Most reviewers just say it's not what they want it to be and disdain it. They never get on its wave length -- and that's very true of the reactions to Very Bad Things. Most people -- and reviewers -- want laugh-out-loud comedy. Very Bad Things is a black comedy, guys and gals. You gag at the gags. It's manipulative, but very few go along with the manipulation.
The Grand Pooh-bah of reviewers Roger Ebert got the critical d.t.'s from Very Bad Things. He not only detested the movie, he detests people like me who liked it. But have no fear, Ebert gushed praise for The Hangover and gave it 3 1/2 stars.
Ebert sputtered over Very Bad Things, which he found, "mean-spirited and sour."
Of course Very Bad Things is mean-spirited. It's one of its charms.
It's also exhilarating and unpredictable. How far will it go? Did that just happen? Don't worry, it doesn't kill children. But everything else is fair -- and foul -- game.
Very Bad Things is the cringe-inducing story of five suburban pals who go to Las Vegas for a bache debauche. Where The Hangover has mayhem and multiple urinations, Very Bad Things has mayhem and multiple deaths.
It also has better acting and much better writing than The Hangover. And much more guts -- literally and figuratively.

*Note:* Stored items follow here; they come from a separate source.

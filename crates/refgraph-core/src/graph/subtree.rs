//! Subtree reachability over sheet-to-sheet references

use std::collections::{BTreeSet, VecDeque};

use refgraph_core_types::Oid;

use crate::graph::Graph;
use crate::model::RefType;

impl Graph {
    /// True iff `descendant` is reachable from one of `ancestors` by zero or
    /// more sheet-to-sheet references. Version links (`follows`) are never
    /// traversed. An empty `ancestors` list reaches nothing.
    pub fn is_in_subtree(&self, descendant: Oid, ancestors: &[Oid]) -> bool {
        if ancestors.contains(&descendant) {
            return true;
        }
        let mut visited: BTreeSet<Oid> = ancestors.iter().copied().collect();
        let mut queue: VecDeque<Oid> = ancestors.iter().copied().collect();
        while let Some(current) = queue.pop_front() {
            let next = self
                .get_references(current, Some(RefType::SheetToSheet), None)
                .filter(|reference| !reference.reftype.is_version_link())
                .map(|reference| reference.target);
            for target in next {
                if target == descendant {
                    return true;
                }
                if visited.insert(target) {
                    queue.push_back(target);
                }
            }
        }
        false
    }
}
//! References and sheet payloads

use std::collections::BTreeMap;

use refgraph_core_types::Oid;
use serde::{Deserialize, Serialize};

use crate::model::{RefType, Sheet};

/// One edge as reported by graph queries: `source.isheet.field -> target`
#[derive(Debug, Clone, Copy, PartialEq, Eq, Hash)]
pub struct Reference {
    pub source: Oid,
    pub isheet: Sheet,
    pub field: &'static str,
    pub target: Oid,
    pub reftype: RefType,
}

impl Reference {
    pub fn new(source: Oid, reftype: RefType, target: Oid) -> Self {
        let meta = reftype.meta();
        Self {
            source,
            isheet: meta.source_sheet,
            field: meta.source_field,
            target,
            reftype,
        }
    }
}

/// Value of a single sheet field
#[derive(Debug, Clone, PartialEq, Serialize, Deserialize)]
#[serde(rename_all = "snake_case")]
pub enum FieldValue {
    /// Multi-valued reference field
    References(Vec<Oid>),
    /// Single-valued reference field; `None` means "leave untouched" in mappings
    Reference(Option<Oid>),
    /// Scalar field
    Value(serde_json::Value),
}

impl FieldValue {
    /// Reference targets carried by this value, if it is reference-valued
    pub fn targets(&self) -> Option<Vec<Oid>> {
        match self {
            FieldValue::References(targets) => Some(targets.clone()),
            FieldValue::Reference(target) => Some(target.iter().copied().collect()),
            FieldValue::Value(_) => None,
        }
    }
}

/// Field name -> value for one sheet
pub type SheetData = BTreeMap<String, FieldValue>;

/// Sheet -> data, as passed to resource creation
pub type Appstructs = BTreeMap<Sheet, SheetData>;
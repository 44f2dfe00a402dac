//! Command enum for the functional-boundary `apply` entry point

use refgraph_core_types::Oid;

use crate::graph::ReferenceChange;
use crate::model::{Appstructs, RefType, ResourceType, Sheet, SheetData};
use crate::versions::ItemHandle;

/// One atomic engine operation
#[derive(Debug, Clone, PartialEq)]
pub enum Command {
    /// Create a non-versioned resource (pool, process, comment, ...)
    CreateResource {
        parent: Oid,
        name: Option<String>,
        resource_type: ResourceType,
        appstructs: Appstructs,
    },

    /// Create an item with its first version and FIRST/LAST tags
    CreateItem {
        parent: Oid,
        name: Option<String>,
        item_type: ResourceType,
        appstructs: Appstructs,
        version_appstructs: Appstructs,
    },

    /// Create a new version following `follows`
    CreateVersion {
        item: Oid,
        follows: Vec<Oid>,
        appstructs: Appstructs,
        root_versions: Vec<Oid>,
    },

    /// Write fields of one sheet, except `follows` and tag elements
    SetSheet {
        resource: Oid,
        sheet: Sheet,
        data: SheetData,
    },

    /// Replace the targets of one reference type directly
    ///
    /// Checked like a write of the declaring sheet field; `follows` and tag
    /// elements are left to `CreateItem` and `CreateVersion`.
    SetReferences {
        source: Oid,
        targets: Vec<Oid>,
        reftype: RefType,
        send_event: bool,
    },

    /// Announce that the subtree below `resource` is about to be removed
    NotifyRemoval { resource: Oid },
}

impl Command {
    /// Operation name used in structured logs
    pub fn op_name(&self) -> &'static str {
        match self {
            Command::CreateResource { .. } => "create_resource",
            Command::CreateItem { .. } => "create_item",
            Command::CreateVersion { .. } => "create_version",
            Command::SetSheet { .. } => "set_sheet",
            Command::SetReferences { .. } => "set_references",
            Command::NotifyRemoval { .. } => "notify_removal",
        }
    }
}

/// Result payload of a successfully applied command
#[derive(Debug, Clone, PartialEq, Eq)]
pub enum Outcome {
    Created(Oid),
    ItemCreated(ItemHandle),
    VersionCreated(Oid),
    Updated,
    ReferencesSet(ReferenceChange),
    RemovalNotified(usize),
}

impl Outcome {
    /// The oid created by the command, if any
    pub fn created(&self) -> Option<Oid> {
        match self {
            Outcome::Created(oid) | Outcome::VersionCreated(oid) => Some(*oid),
            Outcome::ItemCreated(handle) => Some(handle.item),
            _ => None,
        }
    }
}
#![allow(clippy::unwrap_used, clippy::expect_used)]

mod common;

use common::Harness;
use refgraph_core::errors::RefGraphError;
use refgraph_core::logging_facility::Profile;
use refgraph_core::versions::tag_names;
use refgraph_core::{create_version, Appstructs, EngineConfig, ResourceType};

#[test]
fn test_empty_document_yields_defaults() {
    let config = EngineConfig::from_toml_str("").unwrap();

    assert_eq!(config, EngineConfig::default());
    assert_eq!(config.versions.first_tag, "FIRST");
    assert_eq!(config.versions.last_tag, "LAST");
    assert_eq!(config.versions.autonaming_prefix, "VERSION_");
    assert!(config.auto_update.enabled);
    assert_eq!(config.logging.profile, Profile::Development);
}

#[test]
fn test_partial_sections_keep_other_defaults() {
    let config = EngineConfig::from_toml_str(
        r#"
        [logging]
        profile = "production"
        filter = "refgraph_core=trace"

        [versions]
        autonaming_width = 3

        [auto_update]
        enabled = false
        "#,
    )
    .unwrap();

    assert_eq!(config.logging.profile, Profile::Production);
    assert_eq!(config.logging.filter.as_deref(), Some("refgraph_core=trace"));
    assert_eq!(config.versions.autonaming_width, 3);
    assert_eq!(config.versions.autonaming_prefix, "VERSION_");
    assert!(!config.auto_update.enabled);
    assert_eq!(config.catalog.tag_index, "tag");
}

#[test]
fn test_malformed_toml_is_a_configuration_error() {
    let result = EngineConfig::from_toml_str("[versions\nfirst_tag = ");

    assert!(matches!(result, Err(RefGraphError::Configuration { .. })));
}

#[test]
fn test_mistyped_value_is_a_configuration_error() {
    let result = EngineConfig::from_toml_str("[auto_update]\nenabled = \"yes\"\n");

    assert!(matches!(result, Err(RefGraphError::Configuration { .. })));
}

#[test]
fn test_identical_tag_names_are_rejected() {
    let result = EngineConfig::from_toml_str(
        "[versions]\nfirst_tag = \"TIP\"\nlast_tag = \"TIP\"\n",
    );

    assert!(matches!(result, Err(RefGraphError::Configuration { .. })));
}

#[test]
fn test_prefix_with_path_separator_is_rejected() {
    let result = EngineConfig::from_toml_str("[versions]\nautonaming_prefix = \"v/\"\n");

    assert!(matches!(result, Err(RefGraphError::Configuration { .. })));
}

#[test]
fn test_load_reads_a_file() {
    let path = std::env::temp_dir().join(format!("refgraph-config-{}.toml", std::process::id()));
    std::fs::write(&path, "[versions]\nlast_tag = \"HEAD\"\n").unwrap();

    let config = EngineConfig::load(&path);
    std::fs::remove_file(&path).ok();

    assert_eq!(config.unwrap().versions.last_tag, "HEAD");
}

#[test]
fn test_load_missing_file_is_a_configuration_error() {
    let result = EngineConfig::load("/nonexistent/refgraph/config.toml");

    assert!(matches!(result, Err(RefGraphError::Configuration { .. })));
}

#[test]
fn test_configured_names_drive_versioning() {
    // GIVEN custom tag names and a short autonaming scheme
    let config = EngineConfig::from_toml_str(
        r#"
        [versions]
        autonaming_prefix = "v"
        autonaming_width = 2
        first_tag = "INITIAL"
        last_tag = "HEAD"
        "#,
    )
    .unwrap();
    let mut h = Harness::with_config(config);

    // WHEN an item gets a second version
    let item = h.item("item", ResourceType::Item, Appstructs::new());
    let v1 = h
        .run(|tx| create_version(tx, item.item, &[item.first_version], &Appstructs::new(), &[]))
        .unwrap();

    // THEN tags and version names follow the configuration
    assert_eq!(h.content.node(item.first_version).unwrap().name, "v00");
    assert_eq!(h.content.node(v1).unwrap().name, "v01");
    assert_eq!(h.first(item.item), vec![item.first_version]);
    assert_eq!(h.last(item.item), vec![v1]);
    assert_eq!(tag_names(&h.content, v1), vec!["HEAD".to_string()]);
    assert_eq!(tag_names(&h.content, item.first_version), vec!["INITIAL".to_string()]);
}

#[test]
fn test_configured_tag_index_receives_reindex_requests() {
    let config = EngineConfig::from_toml_str("[catalog]\ntag_index = \"tags_v2\"\n").unwrap();
    let mut h = Harness::with_config(config);

    let item = h.item("item", ResourceType::Item, Appstructs::new());

    assert!(h.catalog.reindexed("tag").is_empty());
    assert!(h.catalog.reindexed("tags_v2").contains(&item.first_version));
}
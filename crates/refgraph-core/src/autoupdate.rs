//! Auto-update propagation
//!
//! When a referenced version gets a successor, sheets that opt in through
//! `AutoUpdatable` have their reference repointed at the new version. Sheets
//! are looked up in a static registry; a sheet inherits the behaviour of the
//! sheets it extends.
//!
//! Repointing goes back through `Transaction::set_references`, so every
//! rewrite raises its own back-reference events and new versions cascade to
//! further levels.

use refgraph_core_types::Oid;

use crate::errors::{RefGraphError, Result};
use crate::events::ReferencedItemHasNewVersion;
use crate::model::{Appstructs, FieldValue, ResourceKind, Sheet};
use crate::sheets::get_sheet_data;
use crate::transaction::Transaction;
use crate::versions::create_version;

/// Per-sheet opt-in to reference auto-updating
pub trait AutoUpdatable: Sync {
    fn sheet(&self) -> Sheet;

    /// Whether references stored in `field` should follow new versions
    fn follows_new_versions(&self, _field: &str) -> bool {
        true
    }

    /// New target list for a field that referenced `old` before `new` existed
    fn rewrite(&self, targets: &[Oid], old: Oid, new: Oid) -> Vec<Oid> {
        targets
            .iter()
            .map(|target| if *target == old { new } else { *target })
            .collect()
    }
}

struct DocumentAutoUpdate;

impl AutoUpdatable for DocumentAutoUpdate {
    fn sheet(&self) -> Sheet {
        Sheet::Document
    }

    fn follows_new_versions(&self, field: &str) -> bool {
        field == "elements"
    }
}

struct FeaturedAutoUpdate;

impl AutoUpdatable for FeaturedAutoUpdate {
    fn sheet(&self) -> Sheet {
        Sheet::Featured
    }
}

static REGISTRY: [&dyn AutoUpdatable; 2] = [&DocumentAutoUpdate, &FeaturedAutoUpdate];

/// Auto-update behaviour of `sheet`, searching the sheets it extends
pub fn lookup(sheet: Sheet) -> Option<&'static dyn AutoUpdatable> {
    let mut current = Some(sheet);
    while let Some(candidate) = current {
        if let Some(found) = REGISTRY.iter().find(|entry| entry.sheet() == candidate) {
            return Some(*found);
        }
        current = candidate.extends();
    }
    None
}

pub fn is_auto_updatable(sheet: Sheet) -> bool {
    lookup(sheet).is_some()
}

/// Subscriber for `SheetReferencedItemHasNewVersion`
///
/// # Errors
///
/// Returns `AutoUpdateNoForkAllowed` when the referencing resource is a
/// version whose item would be forked by the update, and propagates any
/// error of the cascade it starts.
pub fn handle(tx: &mut Transaction<'_>, event: &ReferencedItemHasNewVersion) -> Result<()> {
    if !tx.config().auto_update.enabled {
        return Ok(());
    }
    let Some(updater) = lookup(event.isheet) else {
        return Ok(());
    };
    if !updater.follows_new_versions(event.isheet_field) {
        return Ok(());
    }
    if !event.root_versions.is_empty()
        && !tx.graph().is_in_subtree(event.object, &event.root_versions)
    {
        tracing::debug!(
            resource = %event.object,
            old_version = %event.old_version,
            "auto-update skipped: outside root versions"
        );
        return Ok(());
    }

    // Non-versioned resources and versions created in this transaction are
    // still mutable.
    let kind = tx.node(event.object)?.kind();
    if kind != ResourceKind::ItemVersion || tx.changelog().was_created(event.object) {
        return rewrite_in_place(tx, event.object, event, updater);
    }
    if let Some(follower) = tx.changelog().followed_by(event.object) {
        return rewrite_in_place(tx, follower, event, updater);
    }
    update_by_new_version(tx, event, updater)
}

fn rewrite_in_place(
    tx: &mut Transaction<'_>,
    resource: Oid,
    event: &ReferencedItemHasNewVersion,
    updater: &dyn AutoUpdatable,
) -> Result<()> {
    let current = tx.graph().targets(resource, event.reftype).to_vec();
    if !current.contains(&event.old_version) {
        return Ok(());
    }
    let targets = updater.rewrite(&current, event.old_version, event.new_version);
    tx.set_references(resource, &targets, event.reftype, true)?;
    tx.mark_modified(resource);
    tracing::debug!(
        resource = %resource,
        old_version = %event.old_version,
        new_version = %event.new_version,
        "auto-updated in place"
    );
    Ok(())
}

/// Versions are immutable: follow the referencing version with a copy whose
/// reference points at the new version.
fn update_by_new_version(
    tx: &mut Transaction<'_>,
    event: &ReferencedItemHasNewVersion,
    updater: &dyn AutoUpdatable,
) -> Result<()> {
    let source = tx.node(event.object)?;
    let item = source.parent.ok_or_else(|| RefGraphError::Internal {
        reason: format!("version {} has no item", event.object),
    })?;

    let mut appstructs = Appstructs::new();
    for sheet in source.resource_type.sheets() {
        if sheet.is_a(Sheet::Versionable) {
            continue;
        }
        let mut data = get_sheet_data(tx.content(), event.object, *sheet)?;
        if *sheet == event.isheet {
            let current = tx.graph().targets(event.object, event.reftype);
            let targets = updater.rewrite(current, event.old_version, event.new_version);
            data.insert(
                event.isheet_field.to_string(),
                FieldValue::References(targets),
            );
        }
        appstructs.insert(*sheet, data);
    }

    let follows = [event.object];
    let new_version = create_version(tx, item, &follows, &appstructs, &event.root_versions)
        .map_err(|err| match err {
            RefGraphError::NoForkAllowed { .. } => RefGraphError::AutoUpdateNoForkAllowed {
                resource: event.object,
                event: Box::new(event.clone()),
            },
            other => other,
        })?;
    tracing::debug!(
        resource = %event.object,
        new_resource_version = %new_version,
        new_version = %event.new_version,
        "auto-updated by new version"
    );
    Ok(())
}
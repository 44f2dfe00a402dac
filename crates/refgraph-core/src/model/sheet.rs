//! Sheets: typed capability views of a resource's data

use serde::{Deserialize, Serialize};

use crate::model::RefType;

/// Closed set of sheet capabilities.
///
/// Sheets form a single-inheritance hierarchy rooted at `Base`; a sheet
/// inherits every reference field declared on the sheets it extends.
#[derive(Debug, Clone, Copy, PartialEq, Eq, PartialOrd, Ord, Hash, Serialize, Deserialize)]
#[serde(rename_all = "snake_case")]
pub enum Sheet {
    Base,
    Name,
    Versionable,
    /// Versionable whose items may carry several LAST tips
    ForkableVersionable,
    Tag,
    Tags,
    Document,
    Paragraph,
    Featured,
    Comment,
}

impl Sheet {
    pub const ALL: [Sheet; 10] = [
        Sheet::Base,
        Sheet::Name,
        Sheet::Versionable,
        Sheet::ForkableVersionable,
        Sheet::Tag,
        Sheet::Tags,
        Sheet::Document,
        Sheet::Paragraph,
        Sheet::Featured,
        Sheet::Comment,
    ];

    pub fn as_str(self) -> &'static str {
        match self {
            Sheet::Base => "base",
            Sheet::Name => "name",
            Sheet::Versionable => "versionable",
            Sheet::ForkableVersionable => "forkable_versionable",
            Sheet::Tag => "tag",
            Sheet::Tags => "tags",
            Sheet::Document => "document",
            Sheet::Paragraph => "paragraph",
            Sheet::Featured => "featured",
            Sheet::Comment => "comment",
        }
    }

    /// The sheet this one specializes; `None` only for `Base`
    pub fn extends(self) -> Option<Sheet> {
        match self {
            Sheet::Base => None,
            Sheet::ForkableVersionable => Some(Sheet::Versionable),
            _ => Some(Sheet::Base),
        }
    }

    /// Reflexive "is or extends" relation
    pub fn is_a(self, other: Sheet) -> bool {
        let mut current = Some(self);
        while let Some(sheet) = current {
            if sheet == other {
                return true;
            }
            current = sheet.extends();
        }
        false
    }

    /// True for sheets whose items may hold several branch tips in LAST
    pub fn is_forkable(self) -> bool {
        self.is_a(Sheet::ForkableVersionable)
    }

    /// Plain (non-reference) fields stored on the node itself
    pub fn scalar_fields(self) -> &'static [&'static str] {
        match self {
            Sheet::Name => &["name"],
            Sheet::Document => &["title"],
            Sheet::Paragraph => &["text"],
            Sheet::Comment => &["content"],
            _ => &[],
        }
    }

    /// Reference fields, including those inherited from extended sheets
    pub fn reference_fields(self) -> impl Iterator<Item = (&'static str, RefType)> {
        RefType::concrete()
            .filter(move |reftype| self.is_a(reftype.meta().source_sheet))
            .map(|reftype| (reftype.meta().source_field, reftype))
    }

    /// The concrete reftype backing `field`, if it is a reference field
    pub fn reftype_for_field(self, field: &str) -> Option<RefType> {
        self.reference_fields()
            .find(|(name, _)| *name == field)
            .map(|(_, reftype)| reftype)
    }

    pub fn has_scalar_field(self, field: &str) -> bool {
        self.scalar_fields().iter().any(|name| *name == field)
    }

    pub fn has_field(self, field: &str) -> bool {
        self.has_scalar_field(field) || self.reftype_for_field(field).is_some()
    }
}

impl std::fmt::Display for Sheet {
    fn fmt(&self, f: &mut std::fmt::Formatter<'_>) -> std::fmt::Result {
        f.write_str(self.as_str())
    }
}
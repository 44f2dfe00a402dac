//! Core types shared across the refgraph crates
//!
//! This crate provides foundational types used by the engine, its error
//! facility and its logging facility:
//!
//! - **Object identifiers**: `Oid`, the stable integer id of a content node
//! - **Correlation types**: `TransactionId`, `RequestContext`
//! - **Schema constants**: Canonical field keys and event names

pub mod correlation;
pub mod oid;
pub mod schema;

pub use correlation::{RequestContext, TransactionId};
pub use oid::Oid;
//! In-memory object store

use std::collections::BTreeMap;

use refgraph_core_types::Oid;

use crate::content::ObjectStore;
use crate::errors::{RefGraphError, Result};
use crate::model::{Node, ResourceType};

/// Object store keeping every node in a map; the root lives at `/`.
#[derive(Debug, Clone)]
pub struct MemoryObjectStore {
    nodes: BTreeMap<Oid, Node>,
    next_id: u64,
    root: Oid,
}

impl MemoryObjectStore {
    pub fn new() -> Self {
        let root = Oid::new(0);
        let mut nodes = BTreeMap::new();
        nodes.insert(root, Node::new(root, String::new(), None, ResourceType::Root));
        Self {
            nodes,
            next_id: 1,
            root,
        }
    }

    pub fn nodes(&self) -> impl Iterator<Item = &Node> {
        self.nodes.values()
    }

    pub fn len(&self) -> usize {
        self.nodes.len()
    }

    pub fn is_empty(&self) -> bool {
        self.nodes.is_empty()
    }

    /// First free child name of the form `{prefix}{n}` with `n` zero-padded
    pub fn next_name(&self, parent: Oid, prefix: &str, width: usize) -> String {
        let taken = self.nodes.get(&parent).map(|node| &node.children);
        (0u64..)
            .map(|n| format!("{prefix}{n:0width$}"))
            .find(|candidate| taken.map_or(true, |children| !children.contains_key(candidate)))
            .unwrap_or_else(|| prefix.to_string())
    }
}

impl Default for MemoryObjectStore {
    fn default() -> Self {
        Self::new()
    }
}

impl ObjectStore for MemoryObjectStore {
    fn allocate_id(&mut self) -> Oid {
        let oid = Oid::new(self.next_id);
        self.next_id += 1;
        oid
    }

    fn create_child(
        &mut self,
        parent: Oid,
        name: &str,
        resource_type: ResourceType,
    ) -> Result<Oid> {
        let parent_node = self
            .nodes
            .get(&parent)
            .ok_or(RefGraphError::ParentNotFound { oid: parent })?;
        if name.is_empty() || name.contains('/') || parent_node.children.contains_key(name) {
            return Err(RefGraphError::NameConflict {
                parent,
                name: name.to_string(),
            });
        }

        let oid = self.allocate_id();
        self.nodes.insert(
            oid,
            Node::new(oid, name.to_string(), Some(parent), resource_type),
        );
        if let Some(parent_node) = self.nodes.get_mut(&parent) {
            parent_node.children.insert(name.to_string(), oid);
        }
        tracing::trace!(parent = %parent, oid = %oid, name, "created child");
        Ok(oid)
    }

    fn resolve(&self, oid: Oid) -> Option<&Node> {
        self.nodes.get(&oid)
    }

    fn resolve_mut(&mut self, oid: Oid) -> Option<&mut Node> {
        self.nodes.get_mut(&oid)
    }

    fn resolve_path(&self, path: &str) -> Option<Oid> {
        path.split('/')
            .filter(|segment| !segment.is_empty())
            .try_fold(self.root, |current, segment| {
                self.nodes
                    .get(&current)
                    .and_then(|node| node.children.get(segment))
                    .copied()
            })
    }

    fn path_of(&self, oid: Oid) -> Option<String> {
        let mut segments = Vec::new();
        let mut current = self.nodes.get(&oid)?;
        while let Some(parent) = current.parent {
            segments.push(current.name.as_str());
            current = self.nodes.get(&parent)?;
        }
        segments.reverse();
        Some(format!("/{}", segments.join("/")))
    }

    fn root(&self) -> Oid {
        self.root
    }
}
//! Static schema of the engine: sheets, reference types and resource types,
//! plus the node and reference records built from them.

pub mod reference;
pub mod reftype;
pub mod resource;
pub mod sheet;

pub use reference::{Appstructs, FieldValue, Reference, SheetData};
pub use reftype::{RefType, RefTypeMeta};
pub use resource::{Node, ResourceKind, ResourceType};
pub use sheet::Sheet;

A call girl is accidentally killed in the bathroom of the casino hotel, in which the guys are staying. The cover-up begins and spins bizarrely out of control.
The leader of the pack is real estate agent Boyd, played with wicked exuberance by a smirking Christian Slater. Boyd is an incipient sociopath. When circumstances allow psychopathic predilections to flourish, watch out. One can only hope one of his friends is not sociopathic.
Along with Slater's tours de force performance, the rest of the cast is aptly effective. Jon Favreau plays the malleable fiance Kyle, who is caught between a wedding and another hard place. Jeremy Piven, of tv's Entourage, plays Michael Berkow, who plunges into a funk of hysteria.
Michael's brother Adam (Daniel Stern) is the most guilt-ridden of the quintet. In a better written and executed scene than anything in The Hangover, Adam drives his family in their minivan to a gas station and convenience store, where he becomes paranoid and freaks out.
The fifth member of the tormented group is Charles Moore (Leland Orser), who has a quiet mouth while his eyes scream.
The women are equal to the men's intensity and dark sides. Cameron Diaz, with fury, plays the betrothed, and Jeanne Tripplehorn plays Adam's fierce wife.
Most such movies would end on an upbeat, perhaps ironic, note, but Very Bad Things just follows its bliss to an absurd conclusion.
Very Bad Things has a sly subtext of social criticism about the mores and manners of suburbanites, but it's beneath the garish goings-on. It's not announced, so many miss it.
Since writing and directing Very Bad Things, Peter Berg, who's also an actor, has directed The Rundown (2003), Friday Night Lights (2004), The Kingdom (2007), and Hancock (2008).
But none of them have the flair and audacity of Very Bad Things. Friday Night Lights was more conventional than the book.
Berg's vision is now middlebrow, which should please such as Ebert. Berg has gone on to make more successful movies that audiences and reviewers affirm.
But the vision of Very Bad Things was one of a kind. One can only surmise what might have been if Berg had remained on that twisted road listening to the dissonant drummer in his head.